Loyola 'L' remodeling to begin in late spring on CTA Red Line

Both Loyola University and the CTA will begin their joint project in late spring to remodel the Loyola Red Line station.

The long-awaited project will move the entrance north on Sheridan Avenue surrounded by a plaza. The renovation will start in late May and last about a year, according to a report in the Loyola Phoenix student newspaper. The building currently housing a McDonald's and Harris Bank will be demolished to make room for the plaza. The bank move to the Granada Center. McDonald's "is not interested in staying," said a Loyola spokesperson.

At the same time, the CTA will be adding kiosks, new flooring, lighting, stairs and turnstiles, and repairing the viaduct. Here's a CTA video about the renovation.

Loyola will cover costs for the new plaza. The university hopes to direct pedestrian traffic away from the cross walk directly in front of the current station entrance to Loyola Avenue a bit further north.

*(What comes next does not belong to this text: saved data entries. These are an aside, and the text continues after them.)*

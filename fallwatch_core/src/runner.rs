//! Main acquisition loop.
//!
//! `Engine` is the explicit context object of a running detector: it owns the
//! source, the detector, the sink, the watchdog and the health monitor, and
//! is driven one tick at a time. Nothing here is global; the shutdown flag is
//! passed in by the caller and checked once per tick.

use std::fmt;
use std::sync::atomic::{AtomicBool, Ordering};

use fallwatch_traits::clock::Clock;
use fallwatch_traits::{EventSink, ImuSource, SensorError, Watchdog};

use crate::config::{HealthCfg, LoopCfg};
use crate::detector::{FallDetector, SampleStatus};
use crate::error::{EngineError, Result as CoreResult};
use crate::health::{HealthMonitor, HealthVerdict};

/// Counters accumulated over a run.
#[derive(Debug, Clone, Default, PartialEq, Eq)]
pub struct RunStats {
    pub ticks: u64,
    pub samples: u64,
    pub rejected: u64,
    /// Ticks where the bounded wait expired without data.
    pub idle_ticks: u64,
    pub transient_errors: u64,
    pub fatal_errors: u64,
    pub health_failures: u64,
    pub reinits: u64,
    pub events_published: u64,
    pub events_dropped: u64,
}

impl fmt::Display for RunStats {
    fn fmt(&self, f: &mut fmt::Formatter<'_>) -> fmt::Result {
        write!(
            f,
            "ticks={} samples={} rejected={} idle={} transient={} fatal={} health_failures={} reinits={} published={} dropped={}",
            self.ticks,
            self.samples,
            self.rejected,
            self.idle_ticks,
            self.transient_errors,
            self.fatal_errors,
            self.health_failures,
            self.reinits,
            self.events_published,
            self.events_dropped,
        )
    }
}

pub struct Engine<S, K, W, C> {
    source: S,
    detector: FallDetector,
    sink: K,
    watchdog: W,
    clock: C,
    health: HealthMonitor,
    loop_cfg: LoopCfg,
    stats: RunStats,
}

impl<S, K, W, C> Engine<S, K, W, C>
where
    S: ImuSource,
    K: EventSink,
    W: Watchdog,
    C: Clock,
{
    pub fn new(
        source: S,
        detector: FallDetector,
        sink: K,
        watchdog: W,
        clock: C,
        loop_cfg: LoopCfg,
        health_cfg: HealthCfg,
    ) -> Self {
        let health = HealthMonitor::new(health_cfg, clock.now());
        Self {
            source,
            detector,
            sink,
            watchdog,
            clock,
            health,
            loop_cfg,
            stats: RunStats::default(),
        }
    }

    /// One loop iteration: bounded read, detection, housekeeping.
    ///
    /// Only an unrecoverable source (reinit failed fatally) is an error; every
    /// other I/O failure degrades to "no data this tick".
    pub fn tick(&mut self) -> Result<(), EngineError> {
        self.stats.ticks += 1;

        match self.source.read(self.loop_cfg.read_timeout) {
            Ok(Some(sample)) => {
                self.stats.samples += 1;
                match self.detector.process(&sample) {
                    SampleStatus::Rejected => self.stats.rejected += 1,
                    SampleStatus::Accepted => self.health.note_sample(self.clock.now()),
                    SampleStatus::Fall(event) => {
                        self.health.note_sample(self.clock.now());
                        tracing::info!(
                            device_id = %event.device_id,
                            severe = event.severe,
                            "fall confirmed"
                        );
                        match self.sink.publish(event) {
                            Ok(()) => self.stats.events_published += 1,
                            Err(e) => {
                                self.stats.events_dropped += 1;
                                tracing::warn!(error = %e, "fall event dropped");
                            }
                        }
                    }
                }
            }
            Ok(None) => self.stats.idle_ticks += 1,
            Err(SensorError::Transient(msg)) => {
                self.stats.transient_errors += 1;
                tracing::warn!(error = %msg, state = self.detector.state().as_str(), "sensor read failed; resetting");
                self.detector.reset();
                self.clock.sleep(self.loop_cfg.error_cooldown);
            }
            Err(SensorError::Fatal(msg)) => {
                self.stats.fatal_errors += 1;
                tracing::error!(error = %msg, "sensor fatal error");
                self.detector.reset();
                let verdict = self.health.record_failure();
                self.stats.health_failures = self.health.failures_total();
                if verdict == HealthVerdict::ReinitWarranted {
                    self.reinit_source()?;
                }
                self.clock.sleep(self.loop_cfg.error_cooldown);
            }
        }

        let now = self.clock.now();
        let verdict = self
            .health
            .tick(now, &mut self.source, &mut self.watchdog);
        self.stats.health_failures = self.health.failures_total();
        if verdict == HealthVerdict::ReinitWarranted {
            self.reinit_source()?;
        }
        Ok(())
    }

    fn reinit_source(&mut self) -> Result<(), EngineError> {
        self.stats.reinits += 1;
        tracing::warn!(
            failures = self.health.consecutive_failures(),
            "reinitializing sensor"
        );
        self.detector.reset();
        match self.source.reinit() {
            Ok(()) => {
                self.health.clear_failures(self.clock.now());
                tracing::info!("sensor reinitialized");
                Ok(())
            }
            Err(SensorError::Transient(msg)) => {
                // Failure count is kept; the next failed check tries again.
                tracing::warn!(error = %msg, "sensor reinit failed");
                Ok(())
            }
            Err(SensorError::Fatal(msg)) => Err(EngineError::SensorFatal(msg)),
        }
    }

    /// Tick until `shutdown` is set. An in-flight episode is discarded on exit.
    pub fn run_until(&mut self, shutdown: &AtomicBool) -> CoreResult<RunStats> {
        tracing::info!(
            device_id = %self.detector.device_id(),
            hz = self.loop_cfg.sample_rate_hz,
            "engine started"
        );
        while !shutdown.load(Ordering::Relaxed) {
            self.tick()?;
        }
        if self.detector.state() != crate::machine::FallState::Idle {
            tracing::info!(
                state = self.detector.state().as_str(),
                "shutdown discards in-progress episode"
            );
            self.detector.reset();
        }
        tracing::info!(stats = %self.stats, "engine stopped");
        Ok(self.stats.clone())
    }

    pub fn stats(&self) -> &RunStats {
        &self.stats
    }

    pub fn detector(&self) -> &FallDetector {
        &self.detector
    }

    pub fn watchdog(&self) -> &W {
        &self.watchdog
    }

    pub fn sink(&self) -> &K {
        &self.sink
    }

    pub fn source_mut(&mut self) -> &mut S {
        &mut self.source
    }

    /// Tear down, returning the sink so callers can flush or inspect it.
    pub fn into_sink(self) -> K {
        self.sink
    }
}

#[cfg(test)]
mod tests {
    use super::*;
    use crate::mocks::{RecordingSink, ScriptedSource};
    use fallwatch_traits::NoopWatchdog;
    use fallwatch_traits::clock::test_clock::TestClock;
    use std::time::Duration;

    fn detector() -> FallDetector {
        FallDetector::builder()
            .with_device_id("unit")
            .build()
            .unwrap()
    }

    #[test]
    fn stats_display_is_single_line() {
        let s = RunStats {
            ticks: 3,
            ..RunStats::default()
        };
        let line = s.to_string();
        assert!(line.starts_with("ticks=3 "));
        assert!(!line.contains('\n'));
    }

    #[test]
    fn fatal_reinit_failure_stops_engine() {
        let clock = TestClock::new();
        let mut src = ScriptedSource::new();
        for _ in 0..3 {
            src.push_err(SensorError::Fatal("gone".into()));
        }
        src.set_reinit_result(Err(SensorError::Fatal("no ack".into())));
        let mut engine = Engine::new(
            src,
            detector(),
            RecordingSink::default(),
            NoopWatchdog,
            clock.clone(),
            LoopCfg::default(),
            HealthCfg {
                reinit_after_failures: 3,
                ..HealthCfg::default()
            },
        );
        engine.tick().unwrap();
        engine.tick().unwrap();
        assert_eq!(
            engine.tick(),
            Err(EngineError::SensorFatal("no ack".into()))
        );
        assert_eq!(engine.stats().fatal_errors, 3);
        assert_eq!(engine.stats().reinits, 1);
        // two cooldowns on the test clock; the third tick bails before sleeping
        assert!(clock.ms_since(clock.at(Duration::ZERO)) >= 2000);
    }
}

"The entire thing is being done because the crosswalk is very unsafe," Loyola spokesperson Jennifer Clark told the Phoenix.  She said northbound drivers on Sheridan Road are often surprised by the red light signaling them to stop for pedestrians. It can't be seen until after passing under the viaduct, leaving an insufficient stopping distance for cars.

"We know students, cars and people get hit every single day," Clark said, noting that accidents are usually minor and go unreported to police.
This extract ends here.